Wer geneigt ist, den Wortlaut von Art. 93 der Verfassung tatsächlich zur Kenntnis zu nehmen, wird jedoch zu anderen Schlüssen kommen. Die SRG wird in dieser Bestimmung mit keinem Wort erwähnt. Vielmehr ist von "Radio- und Fernsehen" insgesamt die Rede. Zur Verbreitung medialer Inhalte im Internet sagt die Verfassung nur (aber immerhin), dass der Bund diese Art der Verbreitung regulieren dürfe (Abs. 1). Betreffend den Service Public spricht die Verfassung jedoch explizit nur das Radio und Fernsehen an (Abs. 2).

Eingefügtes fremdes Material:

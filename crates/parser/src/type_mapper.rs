//! Type mapping from protobuf field kinds to Flow types
//!
//! Scalars map to the same type in memory and on the wire. Message fields
//! map to the message's simple name in memory and `<Name>JSON` on the wire,
//! except `google.protobuf.Timestamp`, which becomes a `Date` carried as an
//! RFC 3339 string. Anything without an explicit mapping is a string.

use prost_reflect::{FieldDescriptor, Kind};
use twirp_flow_common::{array_of, DATE_TYPE, JSON_SUFFIX};

use crate::naming::remove_package;

/// Fully-qualified name of the well-known Timestamp message
pub const TIMESTAMP_FULL_NAME: &str = "google.protobuf.Timestamp";

const NUMBER: &str = "number";
const STRING: &str = "string";
const BOOLEAN: &str = "boolean";

/// Result of mapping one field
#[derive(Debug, Clone, PartialEq, Eq)]
pub struct MappedType {
    /// In-memory type
    pub ty: String,
    /// Wire (JSON) type
    pub json_type: String,
    pub is_message: bool,
    pub is_repeated: bool,
}

/// Maps protobuf field descriptors to Flow types
pub struct TypeMapper;

impl TypeMapper {
    /// Map a field descriptor
    ///
    /// Map fields are repeated entry messages on the wire and are treated as
    /// such. Proto2 groups have no mapping and fall back to string.
    pub fn map_field(field: &FieldDescriptor) -> MappedType {
        let is_repeated = field.is_list() || field.is_map();
        if field.is_group() {
            return Self::map_kind(&Kind::String, is_repeated);
        }
        Self::map_kind(&field.kind(), is_repeated)
    }

    /// Map a field kind plus its repeated flag
    ///
    /// # Examples
    /// ```
    /// use prost_reflect::Kind;
    /// use twirp_flow_parser::TypeMapper;
    ///
    /// let mapped = TypeMapper::map_kind(&Kind::Int64, true);
    /// assert_eq!(mapped.ty, "Array<number>");
    /// assert_eq!(mapped.json_type, "Array<number>");
    /// ```
    pub fn map_kind(kind: &Kind, is_repeated: bool) -> MappedType {
        let (ty, json_type) = match kind {
            Kind::Double | Kind::Fixed32 | Kind::Fixed64 | Kind::Int32 | Kind::Int64 => {
                (NUMBER.to_string(), NUMBER.to_string())
            },
            Kind::String => (STRING.to_string(), STRING.to_string()),
            Kind::Bool => (BOOLEAN.to_string(), BOOLEAN.to_string()),
            Kind::Message(message) => Self::map_message(message.full_name()),
            // float, unsigned, signed, sfixed, bytes and enums have no mapping
            _ => (STRING.to_string(), STRING.to_string()),
        };

        let (ty, json_type) = if is_repeated {
            (array_of(&ty), array_of(&json_type))
        } else {
            (ty, json_type)
        };

        MappedType {
            ty,
            json_type,
            is_message: matches!(kind, Kind::Message(_)),
            is_repeated,
        }
    }

    /// Map a referenced message by its (optionally dot-prefixed) full name
    pub fn map_message(full_name: &str) -> (String, String) {
        if full_name.trim_start_matches('.') == TIMESTAMP_FULL_NAME {
            return (DATE_TYPE.to_string(), STRING.to_string());
        }

        let name = remove_package(full_name);
        (name.to_string(), format!("{}{}", name, JSON_SUFFIX))
    }
}
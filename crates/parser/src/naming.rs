//! Naming conventions for generated identifiers and files
//!
//! | Input | Function | Output |
//! |-------|----------|--------|
//! | `snake_case` | [`camel_case`] | `snakeCase` |
//! | `PascalCase` | [`lower_first`] | `pascalCase` |
//! | `.pkg.Type` | [`remove_package`] | `Type` |
//! | `dir/file.proto` | [`output_file_name`] | `dir/file.js` |

use twirp_flow_common::OUTPUT_EXTENSION;

const SCHEMA_EXTENSIONS: [&str; 2] = [".proto", ".protodevel"];

/// Convert a snake_case wire name to a lowerCamelCase identifier
///
/// Every word after the first is capitalized and the rest of each word is
/// lowercased, so `user_ID` becomes `userId`. Empty words are dropped.
///
/// # Examples
/// ```
/// use twirp_flow_parser::naming::camel_case;
///
/// assert_eq!(camel_case("created_at"), "createdAt");
/// assert_eq!(camel_case("id"), "id");
/// ```
pub fn camel_case(s: &str) -> String {
    let mut result = String::with_capacity(s.len());

    for (i, part) in s.split('_').enumerate() {
        if i == 0 {
            result.push_str(&part.to_lowercase());
            continue;
        }

        let mut chars = part.chars();
        if let Some(first) = chars.next() {
            result.extend(first.to_uppercase());
            result.push_str(&chars.as_str().to_lowercase());
        }
    }

    result
}

/// Lowercase the first character, leaving the rest untouched
pub fn lower_first(s: &str) -> String {
    let mut chars = s.chars();
    match chars.next() {
        None => String::new(),
        Some(first) => first.to_lowercase().chain(chars).collect(),
    }
}

/// Strip the package qualification from a (possibly dotted) type name
pub fn remove_package(s: &str) -> &str {
    s.rsplit('.').next().unwrap_or(s)
}

/// Map a schema file path to the path of its generated module
pub fn output_file_name(schema_file: &str) -> String {
    let stem = SCHEMA_EXTENSIONS
        .iter()
        .find_map(|ext| schema_file.strip_suffix(ext))
        .unwrap_or(schema_file);

    format!("{}{}", stem, OUTPUT_EXTENSION)
}

#[cfg(test)]
mod tests {
    use super::*;

    #[test]
    fn test_camel_case() {
        assert_eq!(camel_case("first_name"), "firstName");
        assert_eq!(camel_case("user_ID"), "userId");
        assert_eq!(camel_case("Name"), "name");
        assert_eq!(camel_case("a_b_c"), "aBC");
        assert_eq!(camel_case("double__underscore"), "doubleUnderscore");
        assert_eq!(camel_case("trailing_"), "trailing");
    }

    #[test]
    fn test_lower_first() {
        assert_eq!(lower_first("MakeHat"), "makeHat");
        assert_eq!(lower_first("Size"), "size");
        assert_eq!(lower_first("already"), "already");
        assert_eq!(lower_first(""), "");
    }

    #[test]
    fn test_remove_package() {
        assert_eq!(remove_package(".twitch.twirp.example.Hat"), "Hat");
        assert_eq!(remove_package("Hat"), "Hat");
        assert_eq!(remove_package(".pkg.Outer.Inner"), "Inner");
    }

    #[test]
    fn test_output_file_name() {
        assert_eq!(output_file_name("service.proto"), "service.js");
        assert_eq!(output_file_name("api/v1/hats.proto"), "api/v1/hats.js");
        assert_eq!(output_file_name("legacy.protodevel"), "legacy.js");
        assert_eq!(output_file_name("noext"), "noext.js");
        assert_eq!(output_file_name("dotted.v1.proto"), "dotted.v1.js");
    }
}
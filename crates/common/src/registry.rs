//! Context registry
//!
//! Extraction runs in two phases. While schema files are walked, a
//! [`RegistryBuilder`] collects one [`FileContext`] per file; models and
//! services always land in the most recently begun file. [`RegistryBuilder::build`]
//! then freezes everything into a [`ContextRegistry`], whose name lookup is
//! only available once every file has been seen.

use crate::{GeneratorError, Model, Result, Service};
use serde::{Deserialize, Serialize};
use std::collections::HashMap;

/// Models and services declared by one schema file
#[derive(Debug, Clone, PartialEq, Eq, Serialize, Deserialize)]
pub struct FileContext {
    /// Output file name (schema path with a `.js` extension)
    pub file_name: String,
    pub models: Vec<Model>,
    pub services: Vec<Service>,
}

impl FileContext {
    fn new(file_name: String) -> Self {
        Self {
            file_name,
            models: Vec::new(),
            services: Vec::new(),
        }
    }
}

/// Phase-one accumulator
#[derive(Debug)]
pub struct RegistryBuilder {
    files: Vec<FileContext>,
    models: HashMap<String, Model>,
}

impl Default for RegistryBuilder {
    fn default() -> Self {
        Self::new()
    }
}

impl RegistryBuilder {
    /// Create a builder pre-seeded with the Date primitive
    pub fn new() -> Self {
        let date = Model::date_primitive();
        let mut models = HashMap::new();
        models.insert(date.name.clone(), date);

        Self {
            files: Vec::new(),
            models,
        }
    }

    /// Start a new file; subsequent registrations belong to it
    pub fn begin_file(&mut self, file_name: impl Into<String>) {
        let file_name = file_name.into();
        tracing::debug!(file = %file_name, "begin file");
        self.files.push(FileContext::new(file_name));
    }

    /// Add a model to the current file and to the global lookup
    ///
    /// A later model with the same name replaces the earlier lookup entry.
    pub fn register_model(&mut self, model: Model) -> Result<()> {
        let current = self.current_file()?;
        current.models.push(model.clone());

        if let Some(previous) = self.models.insert(model.name.clone(), model) {
            tracing::debug!(
                model = %previous.name,
                file = %previous.file_name,
                "model name registered twice, keeping the latest"
            );
        }

        Ok(())
    }

    /// Add a service to the current file
    pub fn register_service(&mut self, service: Service) -> Result<()> {
        self.current_file()?.services.push(service);
        Ok(())
    }

    /// Freeze the collected files into a read-only registry
    pub fn build(self) -> ContextRegistry {
        ContextRegistry {
            files: self.files,
            models: self.models,
        }
    }

    fn current_file(&mut self) -> Result<&mut FileContext> {
        self.files.last_mut().ok_or_else(|| {
            GeneratorError::Generation("registration before any file was begun".to_string())
        })
    }
}

/// Phase-two view: all files plus the finalized name lookup
#[derive(Debug, Clone)]
pub struct ContextRegistry {
    files: Vec<FileContext>,
    models: HashMap<String, Model>,
}

impl ContextRegistry {
    /// Files in processing order
    pub fn files(&self) -> &[FileContext] {
        &self.files
    }

    /// Resolve a simple model name
    pub fn lookup(&self, name: &str) -> Option<&Model> {
        self.models.get(name)
    }

    /// Pretty-printed JSON dump of every file, in processing order
    pub fn to_json(&self) -> Result<String> {
        Ok(serde_json::to_string_pretty(&self.files)?)
    }
}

Freilich gibt es dennoch Juristen wie z.B. den ehemaligen Direktor des BAKOM Martin Dumermuth, die es als möglich erachten, dass der Gesetzgeber einen Leistungsauftrag auch für das Internet vorsieht. Eine solche Auslegung kann sich jedoch nicht direkt auf den Wortlaut stützen, sondern muss nach den Regeln der Juristenkunst umständlich aus weiteren Indizien abgeleitet werden: So z.B. per Analogieschluss, wonach der Teletext (für die Millennials: siehe Bild oben) so etwas ähnliches wie das Internet sei. Es ist entsprechend eine Wertungsfrage, ob man solche Indizien höher gewichten will als den klaren Wortlaut der Verfassung. Roger de Weck ist also recht zu geben, wenn er bei dieser Frage einen Juristenstreit ausmacht; es ist jedoch klar seine Rechtsauffassung, die fern vom Verfassungswortlaut steht, nicht diejenige seiner Kritiker. Die Basis seiner Schlussfolgerungen ist insofern offensichtlich falsch.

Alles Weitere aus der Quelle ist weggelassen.